I appreciate having the simplified repro to help demonstrate the underlying difference, but was the original reason to notice that we fail to load assemblies with a higher version than requested?

@jeffschwMSFT We had a customer open a support case about why they were seeing a failure in their system when they were moving from .NET Framework to .NET Core, and I tracked it down to this root cause.

It's basically a serialization scenario where two applications were using different versions of a contract assembly to pass messages. The sender app was using a newer version of the assembly than the receiver app, so when they switched to .NET Core, it stopped working (unless they had the contract assembly in the local bin folder).

Our code ends up calling LoadFrom as part of an assembly scanning process, so that's how I discovered that calling it will alter the behavior to match the .NET Framework behavior.

jeffschwMSFT commented 5 years ago

That is a common scenario, particularity having multiple versions of an assembly that only differ based on version. Do you have enough information to help get it back to a working state?

bording commented 5 years ago

That is a common scenario, particularity having multiple versions of an assembly that only differ based on version.

I agree, which is why I surprised by the difference in behavior here. I still feel like the .NET Framework behavior is more desirable, especially when you consider that you can make .NET Core match the .NET Framework behavior with the LoadFrom call.

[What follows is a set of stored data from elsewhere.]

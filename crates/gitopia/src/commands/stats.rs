use crate::cli::{OutputFormat, Provider, StatsCommands};
use crate::commands::parse_repo;
use crate::config::Config;
use crate::output::{output_sourced, output_sourced_list};
use anyhow::{anyhow, Context, Result};
use chrono::{Datelike, NaiveDate, Utc};
use dashboard_core::{sample, stats, CodeHost, QualityHost, QualityReport, Scope, Sourced};

pub fn handle_stats(
    github: Option<&dyn CodeHost>,
    sonar: Option<&dyn QualityHost>,
    action: &StatsCommands,
    config: &Config,
    format: OutputFormat,
) -> Result<()> {
    match action {
        StatsCommands::Workflows { repo } => handle_workflows(github, repo, format),
        StatsCommands::Deployments { repo, month } => {
            handle_deployments(github, repo, month.as_deref(), format)
        }
        StatsCommands::Quality { component, repo } => {
            handle_quality(sonar, component.as_deref(), repo.as_deref(), config, format)
        }
    }
}

/// Wrap a fetch as live data, degrading to the sample generator when no
/// client is configured or the fetch fails
fn live_or_sample<C: ?Sized, T>(
    client: Option<&C>,
    label: &str,
    fetch: impl FnOnce(&C) -> Result<T>,
    sample: impl FnOnce() -> T,
) -> Sourced<T> {
    match client {
        Some(client) => match fetch(client) {
            Ok(data) => Sourced::Live(data),
            Err(e) => {
                log::warn!("falling back to sample data for {}: {:#}", label, e);
                Sourced::Sample(sample())
            }
        },
        None => Sourced::Sample(sample()),
    }
}

fn handle_workflows(
    github: Option<&dyn CodeHost>,
    repo: &str,
    format: OutputFormat,
) -> Result<()> {
    let (owner, name) = parse_repo(repo)?;
    let scope = Scope::repository(owner.as_str(), name.as_str());

    let result = live_or_sample(
        github,
        &scope.to_string(),
        |client| {
            let workflows = client
                .workflows(&owner, &name)
                .context("Failed to list workflows")?;
            let runs = client
                .workflow_runs(&owner, &name)
                .context("Failed to list workflow runs")?;
            Ok(stats::workflow_stats(&workflows, &runs))
        },
        || sample::sample_workflow_stats(scope.seed_name()),
    );

    output_sourced_list(&result, Provider::GitHub, format);
    Ok(())
}

fn handle_deployments(
    github: Option<&dyn CodeHost>,
    repo: &str,
    month: Option<&str>,
    format: OutputFormat,
) -> Result<()> {
    let (owner, name) = parse_repo(repo)?;
    let (year, month) = match month {
        Some(raw) => parse_month(raw)?,
        None => {
            let today = Utc::now();
            (today.year(), today.month())
        }
    };
    let scope = Scope::repository(owner.as_str(), name.as_str());

    let result = live_or_sample(
        github,
        &scope.to_string(),
        |client| {
            let deployments = client
                .deployments(&owner, &name)
                .context("Failed to list deployments")?;
            let in_month = stats::deployments_in_month(&deployments, year, month);
            Ok(stats::deployment_stats(&in_month))
        },
        || stats::deployment_stats(&sample::sample_deployments(scope.seed_name(), year, month)),
    );

    output_sourced(&result, Provider::GitHub, format);
    Ok(())
}

fn handle_quality(
    sonar: Option<&dyn QualityHost>,
    component: Option<&str>,
    repo: Option<&str>,
    config: &Config,
    format: OutputFormat,
) -> Result<()> {
    let component = resolve_component(component, repo, config)?;

    let result = live_or_sample(
        sonar,
        &component,
        |client| {
            let metrics = client
                .measures(&component)
                .context("Failed to fetch quality measures")?;
            let issues = client
                .issues(&component)
                .context("Failed to fetch quality issues")?;
            Ok(QualityReport { metrics, issues })
        },
        || sample::sample_quality_report(&component),
    );

    output_sourced(&result, Provider::Sonar, format);
    Ok(())
}

/// Component precedence: explicit key, then OWNER/NAME mapped to the
/// original's `owner_name` convention, then the configured default
fn resolve_component(
    component: Option<&str>,
    repo: Option<&str>,
    config: &Config,
) -> Result<String> {
    if let Some(key) = component {
        return Ok(key.to_string());
    }
    if let Some(repo) = repo {
        let (owner, name) = parse_repo(repo)?;
        return Ok(format!("{}_{}", owner, name));
    }
    config.sonar_component.clone().ok_or_else(|| {
        anyhow!("No component key given. Pass --component or set sonar_component in the config file")
    })
}

/// Parse a YYYY-MM month argument
fn parse_month(raw: &str) -> Result<(i32, u32)> {
    let date = NaiveDate::parse_from_str(&format!("{}-01", raw), "%Y-%m-%d")
        .map_err(|_| anyhow!("Expected YYYY-MM, got '{}'", raw))?;
    Ok((date.year(), date.month()))
}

If .NET Core is going to throw in some cases, it really does seem like it should do it in all cases. The fact that LoadFrom alters the behavior made this much more difficult to debug than it should have been. It took me a while to figure out why my simple repro wasn't matching the behavior I was seeing in our product, until I finally discovered that LoadFrom was the key.

However, if your position is that this is all working as intended and nothing is going to change, then I have some ideas on how we can change our code to work around this behavior on .NET Core and keep things consistent.

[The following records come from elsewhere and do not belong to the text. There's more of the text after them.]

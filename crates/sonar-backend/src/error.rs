use dashboard_core::CoreError;
use thiserror::Error;

#[derive(Error, Debug)]
pub enum SonarError {
    #[error("HTTP error: {0}")]
    Http(#[from] ureq::Error),

    #[error("JSON parse error: {0}")]
    Parse(#[from] serde_json::Error),

    #[error("IO error: {0}")]
    Io(#[from] std::io::Error),

    #[error("SonarQube token not configured")]
    MissingToken,

    #[error("Component not found: {0}")]
    ComponentNotFound(String),

    #[error("Authentication failed")]
    Unauthorized,

    #[error("API error ({status}): {message}")]
    Api { status: u16, message: String },
}

pub type Result<T> = std::result::Result<T, SonarError>;

impl From<SonarError> for CoreError {
    fn from(err: SonarError) -> Self {
        match err {
            SonarError::Http(e) => CoreError::Http(e.to_string()),
            SonarError::Parse(e) => CoreError::Parse(e.to_string()),
            SonarError::Io(e) => CoreError::Io(e.to_string()),
            SonarError::MissingToken => CoreError::MissingToken("SonarQube".to_string()),
            SonarError::ComponentNotFound(key) => CoreError::ComponentNotFound(key),
            SonarError::Unauthorized => CoreError::Unauthorized,
            SonarError::Api { status, message } => CoreError::Api { status, message },
        }
    }
}
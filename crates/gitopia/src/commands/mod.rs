pub mod auth;
pub mod dashboard;
pub mod members;
pub mod orgs;
pub mod repos;
pub mod stats;

use anyhow::{anyhow, Result};

/// Split an OWNER/NAME repository argument
pub fn parse_repo(arg: &str) -> Result<(String, String)> {
    match arg.split_once('/') {
        Some((owner, name)) if !owner.is_empty() && !name.is_empty() => {
            Ok((owner.to_string(), name.to_string()))
        }
        _ => Err(anyhow!("Expected OWNER/NAME, got '{}'", arg)),
    }
}
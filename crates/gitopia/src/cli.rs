use clap::{CommandFactory, Parser, Subcommand, ValueEnum};
use clap_complete::Shell;
use std::path::PathBuf;

#[derive(Parser)]
#[command(name = "gitopia")]
#[command(about = "CLI dashboard for GitHub organizations, repositories and code quality")]
#[command(version)]
pub struct Cli {
    /// Output format
    #[arg(long, short = 'o', value_enum, global = true, default_value_t = OutputFormat::Text)]
    pub format: OutputFormat,

    /// Color output mode
    #[arg(long, value_enum, global = true, default_value_t = ColorChoice::Auto)]
    pub color: ColorChoice,

    /// Path to a TOML config file
    #[arg(long, global = true, env = "GITOPIA_CONFIG", value_name = "PATH")]
    pub config: Option<PathBuf>,

    /// GitHub API token (overrides config file and stored credentials)
    #[arg(long, global = true, env = "GITOPIA_GITHUB_TOKEN", value_name = "TOKEN", hide_env_values = true)]
    pub github_token: Option<String>,

    /// SonarQube API token (overrides config file and stored credentials)
    #[arg(long, global = true, env = "GITOPIA_SONAR_TOKEN", value_name = "TOKEN", hide_env_values = true)]
    pub sonar_token: Option<String>,

    #[command(subcommand)]
    pub command: Commands,
}

#[derive(ValueEnum, Clone, Debug, Copy, PartialEq, Eq)]
pub enum OutputFormat {
    /// Human-readable text output
    Text,
    /// JSON output
    Json,
}

#[derive(ValueEnum, Clone, Debug, Copy, PartialEq, Eq)]
pub enum ColorChoice {
    /// Colorize when stdout is a terminal
    Auto,
    /// Always colorize output
    Always,
    /// Never colorize output
    Never,
}

/// Services a stored credential can belong to
#[derive(ValueEnum, Clone, Debug, Copy, PartialEq, Eq)]
pub enum Provider {
    /// GitHub code host
    #[value(name = "github", alias = "gh")]
    GitHub,
    /// SonarQube quality server
    #[value(name = "sonar", alias = "sq")]
    Sonar,
}

impl Provider {
    pub fn display_name(&self) -> &'static str {
        match self {
            Provider::GitHub => "GitHub",
            Provider::Sonar => "SonarQube",
        }
    }
}

#[derive(Subcommand)]
pub enum Commands {
    /// Account overview: profile, organizations and repositories
    #[command(visible_alias = "d")]
    Dashboard,

    /// Organization operations
    #[command(visible_alias = "o")]
    Orgs {
        #[command(subcommand)]
        action: OrgCommands,
    },

    /// Repository operations
    #[command(visible_alias = "r")]
    Repos {
        #[command(subcommand)]
        action: RepoCommands,
    },

    /// List the members of an organization
    #[command(visible_alias = "m")]
    Members {
        /// Organization login
        org: String,
    },

    /// Workflow, deployment and code quality statistics
    #[command(visible_alias = "s")]
    Stats {
        #[command(subcommand)]
        action: StatsCommands,
    },

    /// Manage stored API tokens
    Auth {
        #[command(subcommand)]
        action: AuthCommands,
    },

    /// Generate shell completions
    Completions {
        /// Shell to generate completions for
        #[arg(value_enum)]
        shell: Shell,
    },
}

#[derive(Subcommand)]
pub enum OrgCommands {
    /// List organizations you belong to
    #[command(visible_alias = "ls")]
    List,

    /// Get one organization with its members and repositories
    Get {
        /// Organization login
        name: String,
    },
}

#[derive(Subcommand)]
pub enum RepoCommands {
    /// List repositories you can access
    #[command(visible_alias = "ls")]
    List {
        /// Restrict the listing to one organization
        #[arg(long)]
        org: Option<String>,
    },

    /// Get one repository with its collaborators
    Get {
        /// Repository in owner/name form (e.g. acme/webapp)
        #[arg(value_name = "OWNER/NAME")]
        repo: String,
    },
}

#[derive(Subcommand)]
pub enum StatsCommands {
    /// Workflow run success rates, grouped by workflow
    Workflows {
        /// Repository in owner/name form
        #[arg(long, value_name = "OWNER/NAME")]
        repo: String,
    },

    /// Deployment counts and per-day series for one month
    Deployments {
        /// Repository in owner/name form
        #[arg(long, value_name = "OWNER/NAME")]
        repo: String,

        /// Month to report on, defaults to the current month
        #[arg(long, value_name = "YYYY-MM")]
        month: Option<String>,
    },

    /// Code quality metrics and the most severe open issues
    Quality {
        /// Quality server component key
        #[arg(long)]
        component: Option<String>,

        /// Derive the component key from a repository (owner_name)
        #[arg(long, value_name = "OWNER/NAME", conflicts_with = "component")]
        repo: Option<String>,
    },
}

#[derive(Subcommand)]
pub enum AuthCommands {
    /// Store an API token for a provider
    Set {
        /// Provider the token belongs to
        #[arg(value_enum)]
        provider: Provider,
        /// Token value
        token: String,
    },

    /// Show stored tokens, masked
    Show,

    /// Remove a stored token, or all of them when no provider is given
    Clear {
        /// Provider to clear
        #[arg(value_enum)]
        provider: Option<Provider>,
    },

    /// Print the path of the credentials file
    Path,
}

impl Cli {
    /// Generate shell completions and write them to stdout
    pub fn generate_completions(shell: Shell) {
        let mut cmd = Cli::command();
        clap_complete::generate(shell, &mut cmd, "gitopia", &mut std::io::stdout());
    }
}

jkotas commented 5 years ago

Assembly.LoadFrom is very confusing API, both in .NET Framework and .NET Core. One thing we should do here is to add a note to the docs that .NET Core behavior is best-effort simulation of .NET Framework behavior, and discourage its use.

how we can change our code to work around this behavior on .NET Core and keep things consistent.

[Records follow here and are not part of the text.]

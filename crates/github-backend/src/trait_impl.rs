//! Implementation of the dashboard-core CodeHost trait for GitHubClient

use dashboard_core::{
    CodeHost, Deployment, Organization, OrganizationMember, Repository, RepositoryCollaborator,
    Result, User, Workflow, WorkflowRun,
};

use crate::client::GitHubClient;
use crate::convert;
use crate::error::GitHubError;

/// Map a 404 from an org-scoped endpoint to a typed not-found error
fn org_not_found(err: GitHubError, org: &str) -> GitHubError {
    match err {
        GitHubError::Api { status: 404, .. } => {
            GitHubError::OrganizationNotFound(org.to_string())
        }
        other => other,
    }
}

/// Map a 404 from a repo-scoped endpoint to a typed not-found error
fn repo_not_found(err: GitHubError, owner: &str, name: &str) -> GitHubError {
    match err {
        GitHubError::Api { status: 404, .. } => {
            GitHubError::RepositoryNotFound(format!("{}/{}", owner, name))
        }
        other => other,
    }
}

impl CodeHost for GitHubClient {
    fn authenticated_user(&self) -> Result<User> {
        let user = self.current_user()?;
        Ok(convert::to_user(user))
    }

    fn organizations(&self) -> Result<Vec<Organization>> {
        let orgs = self.list_user_organizations()?;
        Ok(orgs
            .into_iter()
            .map(|org| convert::to_organization(org, Vec::new()))
            .collect())
    }

    fn organization(&self, name: &str) -> Result<Organization> {
        let org = self
            .get_organization(name)
            .map_err(|e| org_not_found(e, name))?;
        let members = self.organization_members(name)?;
        Ok(convert::to_organization(org, members))
    }

    fn organization_members(&self, name: &str) -> Result<Vec<OrganizationMember>> {
        let members = self
            .list_organization_members(name)
            .map_err(|e| org_not_found(e, name))?;
        Ok(members.into_iter().map(convert::to_member).collect())
    }

    fn repositories(&self) -> Result<Vec<Repository>> {
        let repos = self.list_user_repositories()?;
        Ok(repos
            .into_iter()
            .map(|repo| convert::to_repository(repo, Vec::new()))
            .collect())
    }

    fn organization_repositories(&self, org: &str) -> Result<Vec<Repository>> {
        let repos = self
            .list_organization_repositories(org)
            .map_err(|e| org_not_found(e, org))?;
        Ok(repos
            .into_iter()
            .map(|repo| convert::to_repository(repo, Vec::new()))
            .collect())
    }

    fn repository(&self, owner: &str, name: &str) -> Result<Repository> {
        let repo = self
            .get_repository(owner, name)
            .map_err(|e| repo_not_found(e, owner, name))?;
        let collaborators = self.collaborators(owner, name)?;
        Ok(convert::to_repository(repo, collaborators))
    }

    fn collaborators(&self, owner: &str, name: &str) -> Result<Vec<RepositoryCollaborator>> {
        let collaborators = self
            .list_collaborators(owner, name)
            .map_err(|e| repo_not_found(e, owner, name))?;
        Ok(collaborators
            .into_iter()
            .map(convert::to_collaborator)
            .collect())
    }

    fn workflows(&self, owner: &str, name: &str) -> Result<Vec<Workflow>> {
        let workflows = self
            .list_workflows(owner, name)
            .map_err(|e| repo_not_found(e, owner, name))?;
        Ok(workflows.into_iter().map(convert::to_workflow).collect())
    }

    fn workflow_runs(&self, owner: &str, name: &str) -> Result<Vec<WorkflowRun>> {
        let runs = self
            .list_workflow_runs(owner, name)
            .map_err(|e| repo_not_found(e, owner, name))?;
        Ok(runs.into_iter().filter_map(convert::to_workflow_run).collect())
    }

    fn deployments(&self, owner: &str, name: &str) -> Result<Vec<Deployment>> {
        let raw = self
            .list_deployments(owner, name)
            .map_err(|e| repo_not_found(e, owner, name))?;

        let mut deployments = Vec::with_capacity(raw.len());
        for record in raw {
            // The listing carries no outcome; resolve each deployment's
            // latest status, reading "no status yet" and status-fetch
            // failures as pending.
            let state = match self.latest_deployment_state(owner, name, record.id) {
                Ok(Some(state)) => state,
                Ok(None) => "pending".to_string(),
                Err(e) => {
                    log::warn!(
                        "failed to fetch status for deployment {} of {}/{}: {}",
                        record.id,
                        owner,
                        name,
                        e
                    );
                    "pending".to_string()
                }
            };
            if let Some(deployment) = convert::to_deployment(record, state) {
                deployments.push(deployment);
            }
        }
        Ok(deployments)
    }
}
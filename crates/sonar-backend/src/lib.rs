pub mod client;
mod convert;
pub mod error;
pub mod models;
mod trait_impl;


pub use client::{DEFAULT_BASE_URL, SonarClient};
pub use error::{Result, SonarError};
pub use models::*;

// Re-export dashboard-core types for convenience
pub use dashboard_core::{CoreError, QualityHost};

I would recommend to stop using Assembly.LoadFrom.

bording commented 5 years ago

I would recommend to stop using Assembly.LoadFrom.

I wasn't considering removing LoadFrom usage. What is the alternative when you have a file path and need to load the assembly from disk?

jkotas commented 5 years ago
bording commented 5 years ago

The library in question is multi-targeted for net452 and netstandard2.0, so that doesn't seem like a viable option.

vitek-karas commented 5 years ago

If you want the "ignore version" behavior (which I would not recommend as it may lead to other issues if the assemblies are actually different), you can achieve this by adding a handler to the AppDomain.CurrentDomain.AssemblyResolve and use Assembly.Load(simplename) (stripping the version information from the assembly name). Such code should work the same on core and framework.

You might be able to use Assembly.LoadFile instead, but that comes with its own set of specifics as it isolates the loaded assembly. It does not install any special resolution handlers, so it should not have the versioning issue mentioned above.

The cleanest solution would be to have slightly different code for framework and core, as the binding systems are just too different to behave exactly the same in all cases.